1. Tianjin University of Traditional Chinese Medicine, Tianjin 301617, China
2. State Key Laboratory of Medicinal Chemical Biology, College of Pharmacy, Nankai University, Tianjin 300350, China
Publication Type:Research Article
Keywords: Zhachong shisanwei pill; anti-inflammatory; NF-κB; nitric oxide; screening based on spectrum efficiency; quality marker
From: Acta Pharmaceutica Sinica 2020;55(6):1265-1272
CountryChina
Language:Chinese
Abstract: The aim of this study was to identify the anti-inflammatory markers of Zhachong shisanwei pills (ZC-13) and characterize their mechanisms. UPLC/Q-TOF-MS combined with an NF-κB dual fluorescence reporter gene system and NO content detection were utilized to identify the anti-inflammatory bioactive substances in ZC-13. Network pharmacology and bioinformatics methods were used to predict the main targets and pathways of these anti-inflammatory markers, and to verify the main anti-inflammatory pathways of costunolide.
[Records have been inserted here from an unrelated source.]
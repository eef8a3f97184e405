fn main() -> anyhow::Result<()> {
    env_logger::init();
    seqstat::cli::run::entry()
}
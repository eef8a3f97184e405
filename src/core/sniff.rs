use crate::core::error::{Result, SeqstatError};
use crate::core::io::{LineCursor, is_blank};
use crate::core::record::SeqFormat;

/// Classify the input by the first byte of its first non-blank line.
/// The detected format wins over the file extension.
pub fn detect_format(data: &[u8]) -> Result<SeqFormat> {
    let mut lines = LineCursor::new(data);
    while let Some((_, line)) = lines.next_line() {
        if is_blank(line) {
            continue;
        }
        return match line[0] {
            b'>' => Ok(SeqFormat::Fasta),
            b'@' => Ok(SeqFormat::Fastq),
            _ => Err(SeqstatError::UnrecognizedFormat),
        };
    }
    Err(SeqstatError::UnrecognizedFormat)
}
use crate::cli::args::{AnalyzeArgs, Cli, Commands, OpArg};
use crate::core::engine::{self, Analysis};
use crate::core::ops::{self, OpOutcome, Operation};
use crate::core::stats::{self, StatsReport};
use anyhow::{Result, bail};
use clap::Parser;
use log::warn;
use std::io::{self, BufRead, Write};

pub fn entry() -> Result<()> {
    let cli = Cli::parse();
    match cli.command {
        Commands::Analyze(args) => analyze(args),
    }
}

fn analyze(args: AnalyzeArgs) -> Result<()> {
    let analysis = engine::analyze(&args.input)?;
    for w in &analysis.warnings {
        warn!("line {}: {}", w.line, w.message);
    }

    let report = stats::compute(&analysis.records)?;
    print_stats(&report);

    let op = match args.op {
        Some(OpArg::Extract) => Some(Operation::Extract { seed: args.seed }),
        Some(OpArg::Filter) => match args.min_length {
            Some(min_len) => Some(Operation::Filter { min_len }),
            None => bail!("--min-length is required with --op filter"),
        },
        Some(OpArg::Convert) => Some(Operation::Convert),
        None => prompt_operation(args.seed)?,
    };

    if let Some(op) = op {
        let outcome = ops::run_operation(op, &args.input, analysis.format, &analysis.records)?;
        report_outcome(op, &outcome, &analysis);
    }
    Ok(())
}

const BANNER: &str =
    "============================================================";

fn print_stats(report: &StatsReport) {
    println!("{BANNER}");
    println!("File statistics");
    println!("{BANNER}");
    println!("Total sequences         : {}", report.count);
    println!("Average length          : {:.2}", report.average_length);
    println!("Largest length          : {}", report.max_length);
    println!(
        "Largest sequence name(s): {}",
        join_names(&report.max_names, report.max_extra_ties)
    );
    println!("Smallest length         : {}", report.min_length);
    println!(
        "Smallest sequence name(s): {}",
        join_names(&report.min_names, report.min_extra_ties)
    );
    println!("Average GC-content (%)  : {:.2}", report.average_gc);
    println!("Average # of Ns/sequence: {:.2}", report.average_n);
    println!("{BANNER}");
}

fn join_names(names: &[String], extra_ties: u64) -> String {
    if names.is_empty() {
        return "-".to_string();
    }
    let mut joined = names.join(", ");
    if extra_ties > 0 {
        joined.push_str(&format!(" (+{extra_ties} more)"));
    }
    joined
}

fn report_outcome(op: Operation, outcome: &OpOutcome, analysis: &Analysis) {
    match (op, &outcome.out_path) {
        (Operation::Extract { .. }, Some(path)) => {
            println!(
                "Wrote {} randomly selected sequences to: {}",
                outcome.written,
                path.display()
            );
        }
        (Operation::Filter { min_len }, Some(path)) => {
            println!(
                "Wrote {} sequences (length >= {min_len}) to: {}",
                outcome.written,
                path.display()
            );
        }
        (Operation::Filter { min_len }, None) => {
            println!("0 sequences matched (length >= {min_len}); no output file created.");
        }
        (Operation::Convert, Some(path)) => {
            println!(
                "Converted {} sequences {} -> FASTA: {}",
                outcome.written,
                analysis.format,
                path.display()
            );
        }
        _ => {}
    }
}

/// Interactive menu shown when no `--op` was given. Re-prompts on
/// unrecognized input; `quit` (or EOF) leaves without running anything.
fn prompt_operation(seed: Option<u64>) -> Result<Option<Operation>> {
    let stdin = io::stdin();
    let mut lines = stdin.lock().lines();
    loop {
        println!("\nChoose an operation: extract | filter | convert | quit");
        let Some(line) = read_prompt(&mut lines, "> ")? else {
            return Ok(None);
        };
        match line.to_ascii_lowercase().as_str() {
            "extract" => return Ok(Some(Operation::Extract { seed })),
            "filter" => {
                let Some(min_len) = prompt_min_len(&mut lines)? else {
                    return Ok(None);
                };
                return Ok(Some(Operation::Filter { min_len }));
            }
            "convert" => return Ok(Some(Operation::Convert)),
            "quit" => return Ok(None),
            "" => continue,
            other => println!("Unrecognized operation '{other}'."),
        }
    }
}

fn prompt_min_len<B: BufRead>(lines: &mut io::Lines<B>) -> Result<Option<usize>> {
    loop {
        let Some(line) = read_prompt(lines, "Enter minimum sequence length (integer >= 0): ")?
        else {
            return Ok(None);
        };
        match line.parse::<usize>() {
            Ok(v) => return Ok(Some(v)),
            Err(_) => println!("Please enter a valid integer >= 0."),
        }
    }
}

fn read_prompt<B: BufRead>(lines: &mut io::Lines<B>, prompt: &str) -> Result<Option<String>> {
    print!("{prompt}");
    io::stdout().flush()?;
    match lines.next() {
        Some(line) => Ok(Some(line?.trim().to_string())),
        None => Ok(None),
    }
}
Results showed that in ZC-13, four kinds of markers related to NF-κB inhibition were identified: gallic acid, ellagic acid, liquiritin apioside, glycyrrhizic acid, and four kinds of markers related to NO release inhibition were found: gallic acid, liquiritigenin, costunolide, and dehydrocostus lactone. The above components exert anti-inflammatory activities mainly through the regulation of PDK1 (3-phosphoinositide-dependent protein kinase 1), MAPK14 (mitogen-activated protein kinase), GSK3β (glycogen synthase kinase-3β) and other anti-inflammatory-related targets, and further adjust the PI3K-AKT (phosphoinositide 3-kinase- protein kinase B), MAPK, mTOR (mammalian target of rapamycin) pathways. Among them, costunolide can inhibit AKT phosphorylation and NF-κB nuclear transfer. The above results identified the anti-inflammatory markers and possible mechanisms of ZC-13, and provide a theoretical basis for standardizing the clinical application and quality of ZC-13.